The problem
Extract all of the entries and set them down verbatim.
+ + + +
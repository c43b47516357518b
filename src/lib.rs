pub mod case;
pub mod report;
pub mod signal;

pub use case::{NamedTest, TestCase};
pub use report::{Diagnostic, ReportError, ReportResult, Reporter, TapReporter};
pub use signal::{Comparison, Signal};
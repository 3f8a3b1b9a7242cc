//! Process-wide deployment counters.
//!
//! Incremented at the call site; [`Metrics::flush`] emits the current values
//! as one `tracing::info!` event at the end of an invocation.

use std::sync::atomic::{AtomicU64, Ordering};

pub static METRICS: Metrics = Metrics::new();

pub struct Metrics {
    files_uploaded: AtomicU64,
    bytes_uploaded: AtomicU64,
    objects_purged: AtomicU64,
    purge_failures: AtomicU64,
    invalidations_issued: AtomicU64,
    invalidation_polls: AtomicU64,
}

impl Default for Metrics {
    fn default() -> Self {
        Self::new()
    }
}

impl Metrics {
    pub const fn new() -> Self {
        Self {
            files_uploaded: AtomicU64::new(0),
            bytes_uploaded: AtomicU64::new(0),
            objects_purged: AtomicU64::new(0),
            purge_failures: AtomicU64::new(0),
            invalidations_issued: AtomicU64::new(0),
            invalidation_polls: AtomicU64::new(0),
        }
    }

    pub fn record_upload(&self, bytes: u64) {
        self.files_uploaded.fetch_add(1, Ordering::Relaxed);
        self.bytes_uploaded.fetch_add(bytes, Ordering::Relaxed);
    }

    pub fn inc_purged(&self) {
        self.objects_purged.fetch_add(1, Ordering::Relaxed);
    }

    pub fn inc_purge_failures(&self) {
        self.purge_failures.fetch_add(1, Ordering::Relaxed);
    }

    pub fn inc_invalidations(&self) {
        self.invalidations_issued.fetch_add(1, Ordering::Relaxed);
    }

    pub fn inc_polls(&self) {
        self.invalidation_polls.fetch_add(1, Ordering::Relaxed);
    }

    pub fn flush(&self) {
        tracing::info!(
            metric = "flush",
            files_uploaded = self.files_uploaded(),
            bytes_uploaded = self.bytes_uploaded(),
            objects_purged = self.objects_purged(),
            purge_failures = self.purge_failures(),
            invalidations_issued = self.invalidations_issued(),
            invalidation_polls = self.invalidation_polls(),
        );
    }

    pub fn files_uploaded(&self) -> u64 {
        self.files_uploaded.load(Ordering::Relaxed)
    }

    pub fn bytes_uploaded(&self) -> u64 {
        self.bytes_uploaded.load(Ordering::Relaxed)
    }

    pub fn objects_purged(&self) -> u64 {
        self.objects_purged.load(Ordering::Relaxed)
    }

    pub fn purge_failures(&self) -> u64 {
        self.purge_failures.load(Ordering::Relaxed)
    }

    pub fn invalidations_issued(&self) -> u64 {
        self.invalidations_issued.load(Ordering::Relaxed)
    }

    pub fn invalidation_polls(&self) -> u64 {
        self.invalidation_polls.load(Ordering::Relaxed)
    }

    /// Reset all counters to zero (useful in tests).
    pub fn reset(&self) {
        for counter in [
            &self.files_uploaded,
            &self.bytes_uploaded,
            &self.objects_purged,
            &self.purge_failures,
            &self.invalidations_issued,
            &self.invalidation_polls,
        ] {
            counter.store(0, Ordering::Relaxed);
        }
    }
}
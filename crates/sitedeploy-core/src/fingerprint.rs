//! Build identifiers derived from the structure of a file tree.
//!
//! A [`BuildId`] hashes the sorted set of relative paths, not file bytes.
//! Paths under an excluded subtree (a bundler's content-hashed output
//! directory) are ignored, so the id only moves when files outside it are
//! added, removed or renamed.

use std::collections::BTreeSet;
use std::fmt;
use std::path::Path;

use serde::{Deserialize, Serialize};
use sha2::{Digest, Sha256};
use tracing::debug;

use crate::archiver;
use crate::error::Result;

/// Build id used by placeholder deployments. Never equal to a real hash.
pub const LIVE_BUILD_ID: &str = "live";

/// Opaque fingerprint of a build's path structure.
#[derive(Debug, Clone, PartialEq, Eq, Hash, Serialize, Deserialize)]
#[serde(transparent)]
pub struct BuildId(String);

impl BuildId {
    pub fn new(value: impl Into<String>) -> Self {
        Self(value.into())
    }

    /// The placeholder sentinel.
    pub fn live() -> Self {
        Self(LIVE_BUILD_ID.to_string())
    }

    pub fn is_live(&self) -> bool {
        self.0 == LIVE_BUILD_ID
    }

    pub fn as_str(&self) -> &str {
        &self.0
    }

    /// First 12 characters, for log lines.
    pub fn short(&self) -> &str {
        let end = self
            .0
            .char_indices()
            .nth(12)
            .map_or(self.0.len(), |(i, _)| i);
        &self.0[..end]
    }
}

impl fmt::Display for BuildId {
    fn fmt(&self, f: &mut fmt::Formatter<'_>) -> fmt::Result {
        f.write_str(&self.0)
    }
}

fn normalize_subdir(subdir: &str) -> String {
    subdir.trim_matches('/').replace('\\', "/")
}

fn is_excluded(path: &str, excluded: &[String]) -> bool {
    excluded.iter().any(|dir| {
        !dir.is_empty()
            && path
                .strip_prefix(dir.as_str())
                .is_some_and(|rest| rest.is_empty() || rest.starts_with('/'))
    })
}

/// Compute a [`BuildId`] from relative paths.
///
/// Input order does not matter; duplicates count once.
pub fn build_id_from_paths<I, S>(paths: I, excluded_subdirs: &[String]) -> BuildId
where
    I: IntoIterator<Item = S>,
    S: AsRef<str>,
{
    let excluded: Vec<String> = excluded_subdirs
        .iter()
        .map(|d| normalize_subdir(d))
        .collect();

    let sorted: BTreeSet<String> = paths
        .into_iter()
        .map(|p| p.as_ref().to_string())
        .filter(|p| !is_excluded(p, &excluded))
        .collect();

    let mut hasher = Sha256::new();
    for path in &sorted {
        hasher.update(path.as_bytes());
        hasher.update(b"\0");
    }
    let id = BuildId(hex::encode(hasher.finalize()));
    debug!(build_id = %id.short(), paths = sorted.len(), "computed build id");
    id
}

/// Compute the [`BuildId`] of every file under `dir`.
pub fn build_id_for_dir(dir: &Path, excluded_subdirs: &[String]) -> Result<BuildId> {
    let entries = archiver::list_files(dir)?;
    Ok(build_id_from_paths(
        entries.iter().map(|e| e.relative_path.as_str()),
        excluded_subdirs,
    ))
}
+ + + +
Response box
repository c43b47516357518b
filename src/lib.rs
pub mod case;
pub mod report;
pub mod signal;

pub use case::{NamedTest, TestCase};
pub use report::{Diagnostic, ReportError, ReportResult, Reporter, TapReporter};
pub use signal::{Comparison, Signal};
repository 3f8a3b1b9a7242cc
//! Process-wide deployment counters.
//!
//! Incremented at the call site; [`Metrics::flush`] emits the current values
//! as one `tracing::info!` event at the end of an invocation.

use std::sync::atomic::{AtomicU64, Ordering};

pub static METRICS: Metrics = Metrics::new();

pub struct Metrics {
    files_uploaded: AtomicU64,
    bytes_uploaded: AtomicU64,
    objects_purged: AtomicU64,
    purge_failures: AtomicU64,
    invalidations_issued: AtomicU64,
    invalidation_polls: AtomicU64,
}

impl Default for Metrics {
    fn default() -> Self {
        Self::new()
    }
}

impl Metrics {
    pub const fn new() -> Self {
        Self {
            files_uploaded: AtomicU64::new(0),
            bytes_uploaded: AtomicU64::new(0),
            objects_purged: AtomicU64::new(0),
            purge_failures: AtomicU64::new(0),
            invalidations_issued: AtomicU64::new(0),
            invalidation_polls: AtomicU64::new(0),
        }
    }

    pub fn record_upload(&self, bytes: u64) {
        self.files_uploaded.fetch_add(1, Ordering::Relaxed);
        self.bytes_uploaded.fetch_add(bytes, Ordering::Relaxed);
    }

    pub fn inc_purged(&self) {
        self.objects_purged.fetch_add(1, Ordering::Relaxed);
    }

    pub fn inc_purge_failures(&self) {
        self.purge_failures.fetch_add(1, Ordering::Relaxed);
    }

    pub fn inc_invalidations(&self) {
        self.invalidations_issued.fetch_add(1, Ordering::Relaxed);
    }

    pub fn inc_polls(&self) {
        self.invalidation_polls.fetch_add(1, Ordering::Relaxed);
    }

    pub fn flush(&self) {
        tracing::info!(
            metric = "flush",
            files_uploaded = self.files_uploaded(),
            bytes_uploaded = self.bytes_uploaded(),
            objects_purged = self.objects_purged(),
            purge_failures = self.purge_failures(),
            invalidations_issued = self.invalidations_issued(),
            invalidation_polls = self.invalidation_polls(),
        );
    }

    pub fn files_uploaded(&self) -> u64 {
        self.files_uploaded.load(Ordering::Relaxed)
    }

    pub fn bytes_uploaded(&self) -> u64 {
        self.bytes_uploaded.load(Ordering::Relaxed)
    }

    pub fn objects_purged(&self) -> u64 {
        self.objects_purged.load(Ordering::Relaxed)
    }

    pub fn purge_failures(&self) -> u64 {
        self.purge_failures.load(Ordering::Relaxed)
    }

    pub fn invalidations_issued(&self) -> u64 {
        self.invalidations_issued.load(Ordering::Relaxed)
    }

    pub fn invalidation_polls(&self) -> u64 {
        self.invalidation_polls.load(Ordering::Relaxed)
    }

    /// Reset all counters to zero (useful in tests).
    pub fn reset(&self) {
        for counter in [
            &self.files_uploaded,
            &self.bytes_uploaded,
            &self.objects_purged,
            &self.purge_failures,
            &self.invalidations_issued,
            &self.invalidation_polls,
        ] {
            counter.store(0, Ordering::Relaxed);
        }
    }
}
filename crates/sitedeploy-core/src/fingerprint.rs
//! Build identifiers derived from the structure of a file tree.
//!
//! A [`BuildId`] hashes the sorted set of relative paths, not file bytes.
//! Paths under an excluded subtree (a bundler's content-hashed output
//! directory) are ignored, so the id only moves when files outside it are
//! added, removed or renamed.

use std::collections::BTreeSet;
use std::fmt;
use std::path::Path;

use serde::{Deserialize, Serialize};
use sha2::{Digest, Sha256};
use tracing::debug;

use crate::archiver;
use crate::error::Result;

/// Build id used by placeholder deployments. Never equal to a real hash.
pub const LIVE_BUILD_ID: &str = "live";

/// Opaque fingerprint of a build's path structure.
#[derive(Debug, Clone, PartialEq, Eq, Hash, Serialize, Deserialize)]
#[serde(transparent)]
pub struct BuildId(String);

impl BuildId {
    pub fn new(value: impl Into<String>) -> Self {
        Self(value.into())
    }

    /// The placeholder sentinel.
    pub fn live() -> Self {
        Self(LIVE_BUILD_ID.to_string())
    }

    pub fn is_live(&self) -> bool {
        self.0 == LIVE_BUILD_ID
    }

    pub fn as_str(&self) -> &str {
        &self.0
    }

    /// First 12 characters, for log lines.
    pub fn short(&self) -> &str {
        let end = self
            .0
            .char_indices()
            .nth(12)
            .map_or(self.0.len(), |(i, _)| i);
        &self.0[..end]
    }
}

impl fmt::Display for BuildId {
    fn fmt(&self, f: &mut fmt::Formatter<'_>) -> fmt::Result {
        f.write_str(&self.0)
    }
}

fn normalize_subdir(subdir: &str) -> String {
    subdir.trim_matches('/').replace('\\', "/")
}

fn is_excluded(path: &str, excluded: &[String]) -> bool {
    excluded.iter().any(|dir| {
        !dir.is_empty()
            && path
                .strip_prefix(dir.as_str())
                .is_some_and(|rest| rest.is_empty() || rest.starts_with('/'))
    })
}

/// Compute a [`BuildId`] from relative paths.
///
/// Input order does not matter; duplicates count once.
pub fn build_id_from_paths<I, S>(paths: I, excluded_subdirs: &[String]) -> BuildId
where
    I: IntoIterator<Item = S>,
    S: AsRef<str>,
{
    let excluded: Vec<String> = excluded_subdirs
        .iter()
        .map(|d| normalize_subdir(d))
        .collect();

    let sorted: BTreeSet<String> = paths
        .into_iter()
        .map(|p| p.as_ref().to_string())
        .filter(|p| !is_excluded(p, &excluded))
        .collect();

    let mut hasher = Sha256::new();
    for path in &sorted {
        hasher.update(path.as_bytes());
        hasher.update(b"\0");
    }
    let id = BuildId(hex::encode(hasher.finalize()));
    debug!(build_id = %id.short(), paths = sorted.len(), "computed build id");
    id
}

/// Compute the [`BuildId`] of every file under `dir`.
pub fn build_id_for_dir(dir: &Path, excluded_subdirs: &[String]) -> Result<BuildId> {
    let entries = archiver::list_files(dir)?;
    Ok(build_id_from_paths(
        entries.iter().map(|e| e.relative_path.as_str()),
        excluded_subdirs,
    ))
}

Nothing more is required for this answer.